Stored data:
··········
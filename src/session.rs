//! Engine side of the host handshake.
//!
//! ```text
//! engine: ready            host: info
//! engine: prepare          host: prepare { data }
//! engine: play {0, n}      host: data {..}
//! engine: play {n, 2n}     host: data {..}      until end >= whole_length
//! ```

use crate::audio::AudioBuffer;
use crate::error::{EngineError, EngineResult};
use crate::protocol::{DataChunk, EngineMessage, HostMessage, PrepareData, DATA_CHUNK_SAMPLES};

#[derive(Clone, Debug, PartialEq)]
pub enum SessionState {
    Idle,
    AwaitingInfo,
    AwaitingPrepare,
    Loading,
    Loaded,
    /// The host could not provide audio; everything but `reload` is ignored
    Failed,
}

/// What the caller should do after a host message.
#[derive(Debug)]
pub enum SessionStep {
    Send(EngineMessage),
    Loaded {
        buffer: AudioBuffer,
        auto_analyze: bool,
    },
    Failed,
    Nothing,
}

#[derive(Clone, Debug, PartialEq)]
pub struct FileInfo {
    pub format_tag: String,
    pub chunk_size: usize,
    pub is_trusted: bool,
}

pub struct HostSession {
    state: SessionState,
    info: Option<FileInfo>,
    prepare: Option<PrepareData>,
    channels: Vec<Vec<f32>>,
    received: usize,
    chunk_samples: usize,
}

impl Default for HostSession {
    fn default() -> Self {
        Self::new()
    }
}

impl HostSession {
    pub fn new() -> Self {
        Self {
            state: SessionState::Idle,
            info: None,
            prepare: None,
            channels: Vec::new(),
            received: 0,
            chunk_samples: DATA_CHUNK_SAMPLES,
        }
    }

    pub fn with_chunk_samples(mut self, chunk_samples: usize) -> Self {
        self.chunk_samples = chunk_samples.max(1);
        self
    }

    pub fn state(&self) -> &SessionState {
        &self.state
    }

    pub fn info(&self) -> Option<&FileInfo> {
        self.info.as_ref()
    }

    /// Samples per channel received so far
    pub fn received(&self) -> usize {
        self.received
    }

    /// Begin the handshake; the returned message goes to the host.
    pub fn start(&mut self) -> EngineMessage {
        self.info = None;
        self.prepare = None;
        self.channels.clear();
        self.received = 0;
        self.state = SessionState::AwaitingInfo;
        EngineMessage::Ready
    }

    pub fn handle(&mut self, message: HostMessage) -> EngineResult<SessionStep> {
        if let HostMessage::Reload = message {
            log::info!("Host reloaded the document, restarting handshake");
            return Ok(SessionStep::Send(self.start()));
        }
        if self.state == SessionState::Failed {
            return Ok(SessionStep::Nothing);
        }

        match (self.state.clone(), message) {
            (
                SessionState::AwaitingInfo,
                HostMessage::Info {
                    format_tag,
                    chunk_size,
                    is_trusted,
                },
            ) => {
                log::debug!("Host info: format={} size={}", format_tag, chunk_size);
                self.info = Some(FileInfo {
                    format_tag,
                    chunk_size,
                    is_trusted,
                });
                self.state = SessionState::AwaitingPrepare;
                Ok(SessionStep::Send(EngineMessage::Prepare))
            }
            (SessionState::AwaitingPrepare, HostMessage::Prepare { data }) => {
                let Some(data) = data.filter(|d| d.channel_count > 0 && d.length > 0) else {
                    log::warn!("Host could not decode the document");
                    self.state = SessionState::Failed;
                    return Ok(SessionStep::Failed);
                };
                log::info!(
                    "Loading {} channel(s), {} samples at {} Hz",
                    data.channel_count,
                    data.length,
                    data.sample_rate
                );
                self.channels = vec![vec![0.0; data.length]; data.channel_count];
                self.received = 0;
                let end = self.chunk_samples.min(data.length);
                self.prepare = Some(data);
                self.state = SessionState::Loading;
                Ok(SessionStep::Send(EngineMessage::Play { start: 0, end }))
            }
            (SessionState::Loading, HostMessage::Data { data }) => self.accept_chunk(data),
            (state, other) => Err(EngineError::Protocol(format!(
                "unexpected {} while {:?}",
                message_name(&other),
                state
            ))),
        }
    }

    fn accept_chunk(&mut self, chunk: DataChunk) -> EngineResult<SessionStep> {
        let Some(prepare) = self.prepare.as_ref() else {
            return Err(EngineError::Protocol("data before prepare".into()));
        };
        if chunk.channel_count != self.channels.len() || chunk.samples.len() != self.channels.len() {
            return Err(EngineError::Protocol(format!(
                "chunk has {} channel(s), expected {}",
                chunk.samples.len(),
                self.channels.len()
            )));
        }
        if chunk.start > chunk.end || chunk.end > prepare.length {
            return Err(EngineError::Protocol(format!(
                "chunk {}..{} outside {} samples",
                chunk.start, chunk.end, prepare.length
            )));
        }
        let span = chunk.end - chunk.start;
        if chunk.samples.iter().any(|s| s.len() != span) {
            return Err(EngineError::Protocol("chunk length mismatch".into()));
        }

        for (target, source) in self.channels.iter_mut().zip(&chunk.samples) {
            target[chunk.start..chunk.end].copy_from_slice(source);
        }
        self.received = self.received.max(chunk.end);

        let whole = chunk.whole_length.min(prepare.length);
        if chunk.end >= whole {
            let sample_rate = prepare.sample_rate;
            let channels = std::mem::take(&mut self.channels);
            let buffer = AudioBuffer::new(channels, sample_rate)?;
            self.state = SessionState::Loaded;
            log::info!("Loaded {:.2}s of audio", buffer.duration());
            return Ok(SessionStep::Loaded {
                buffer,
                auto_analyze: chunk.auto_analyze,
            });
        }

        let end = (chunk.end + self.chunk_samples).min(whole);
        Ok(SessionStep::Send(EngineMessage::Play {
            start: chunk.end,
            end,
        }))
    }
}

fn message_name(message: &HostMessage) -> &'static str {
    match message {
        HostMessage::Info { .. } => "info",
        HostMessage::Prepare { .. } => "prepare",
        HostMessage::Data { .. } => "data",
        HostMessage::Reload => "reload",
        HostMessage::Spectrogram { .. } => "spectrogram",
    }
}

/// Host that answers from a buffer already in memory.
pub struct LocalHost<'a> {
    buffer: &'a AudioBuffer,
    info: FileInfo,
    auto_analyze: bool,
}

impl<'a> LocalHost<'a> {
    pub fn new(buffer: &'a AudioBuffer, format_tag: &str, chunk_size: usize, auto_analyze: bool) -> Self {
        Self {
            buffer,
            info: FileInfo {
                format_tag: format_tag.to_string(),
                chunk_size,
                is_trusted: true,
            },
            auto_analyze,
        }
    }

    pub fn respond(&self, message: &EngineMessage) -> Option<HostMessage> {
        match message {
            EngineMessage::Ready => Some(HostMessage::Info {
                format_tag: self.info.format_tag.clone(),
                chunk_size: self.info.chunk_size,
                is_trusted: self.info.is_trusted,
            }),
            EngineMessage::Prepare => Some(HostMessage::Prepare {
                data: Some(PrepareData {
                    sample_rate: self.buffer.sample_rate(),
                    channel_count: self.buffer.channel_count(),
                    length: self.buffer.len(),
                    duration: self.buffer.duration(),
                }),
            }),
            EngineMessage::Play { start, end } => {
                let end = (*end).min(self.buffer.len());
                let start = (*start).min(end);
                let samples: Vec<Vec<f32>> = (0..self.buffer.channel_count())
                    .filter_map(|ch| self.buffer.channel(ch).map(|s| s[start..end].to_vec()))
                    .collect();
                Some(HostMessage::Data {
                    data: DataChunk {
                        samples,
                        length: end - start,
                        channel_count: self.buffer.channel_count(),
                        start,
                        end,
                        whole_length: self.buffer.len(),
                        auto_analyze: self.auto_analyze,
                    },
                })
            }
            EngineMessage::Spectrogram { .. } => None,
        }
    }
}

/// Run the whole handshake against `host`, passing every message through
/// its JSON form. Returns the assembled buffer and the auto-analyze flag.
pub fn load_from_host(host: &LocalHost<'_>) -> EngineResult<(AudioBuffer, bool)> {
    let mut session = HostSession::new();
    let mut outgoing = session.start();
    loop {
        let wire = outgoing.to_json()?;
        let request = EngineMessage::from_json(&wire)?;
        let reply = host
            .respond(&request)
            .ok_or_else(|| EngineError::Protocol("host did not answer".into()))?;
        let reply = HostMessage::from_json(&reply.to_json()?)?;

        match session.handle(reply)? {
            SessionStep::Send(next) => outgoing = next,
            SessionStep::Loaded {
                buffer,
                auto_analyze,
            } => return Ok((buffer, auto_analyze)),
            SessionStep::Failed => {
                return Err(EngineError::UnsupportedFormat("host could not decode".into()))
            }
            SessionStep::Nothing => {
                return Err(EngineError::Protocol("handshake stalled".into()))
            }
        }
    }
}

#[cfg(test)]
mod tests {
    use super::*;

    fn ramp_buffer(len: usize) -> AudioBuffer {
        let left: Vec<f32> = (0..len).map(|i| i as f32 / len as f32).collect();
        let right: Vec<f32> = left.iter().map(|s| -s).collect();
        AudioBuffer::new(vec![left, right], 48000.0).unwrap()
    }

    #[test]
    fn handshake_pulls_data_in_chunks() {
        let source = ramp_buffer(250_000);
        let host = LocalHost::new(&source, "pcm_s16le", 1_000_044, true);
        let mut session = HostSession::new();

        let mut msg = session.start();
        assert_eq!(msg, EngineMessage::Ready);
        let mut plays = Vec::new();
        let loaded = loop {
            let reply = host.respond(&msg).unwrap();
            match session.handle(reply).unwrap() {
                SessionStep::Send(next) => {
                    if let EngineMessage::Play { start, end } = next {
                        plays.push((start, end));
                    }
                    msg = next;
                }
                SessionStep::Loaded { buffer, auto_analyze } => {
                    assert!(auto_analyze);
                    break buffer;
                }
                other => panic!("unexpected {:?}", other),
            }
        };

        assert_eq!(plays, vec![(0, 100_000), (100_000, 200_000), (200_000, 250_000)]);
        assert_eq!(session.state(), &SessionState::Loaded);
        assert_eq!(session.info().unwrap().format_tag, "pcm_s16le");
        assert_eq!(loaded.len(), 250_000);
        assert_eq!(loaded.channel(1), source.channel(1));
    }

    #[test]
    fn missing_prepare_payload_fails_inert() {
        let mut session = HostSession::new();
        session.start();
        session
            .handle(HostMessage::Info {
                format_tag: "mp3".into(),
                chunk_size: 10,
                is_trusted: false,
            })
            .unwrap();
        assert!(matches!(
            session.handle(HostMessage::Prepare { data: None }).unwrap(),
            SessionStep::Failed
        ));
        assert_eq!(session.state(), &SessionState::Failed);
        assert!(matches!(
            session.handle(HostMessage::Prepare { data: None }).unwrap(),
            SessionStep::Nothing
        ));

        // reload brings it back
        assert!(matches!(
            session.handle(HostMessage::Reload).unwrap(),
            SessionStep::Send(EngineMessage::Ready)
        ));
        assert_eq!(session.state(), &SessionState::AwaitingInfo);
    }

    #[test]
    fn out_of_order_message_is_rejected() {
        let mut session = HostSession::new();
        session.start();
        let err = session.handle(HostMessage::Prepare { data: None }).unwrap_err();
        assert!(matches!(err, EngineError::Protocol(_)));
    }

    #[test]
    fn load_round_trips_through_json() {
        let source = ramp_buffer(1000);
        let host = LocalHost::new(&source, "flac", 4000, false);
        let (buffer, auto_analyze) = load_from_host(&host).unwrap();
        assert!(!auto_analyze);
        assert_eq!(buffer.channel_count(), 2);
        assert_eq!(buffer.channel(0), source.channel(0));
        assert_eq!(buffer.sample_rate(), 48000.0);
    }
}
··········
Show each line of the data that contains the string "respond".

**Written answer:**
    pub fn respond(&self, message: &EngineMessage) -> Option<HostMessage> {
            .respond(&request)
            let reply = host.respond(&msg).unwrap();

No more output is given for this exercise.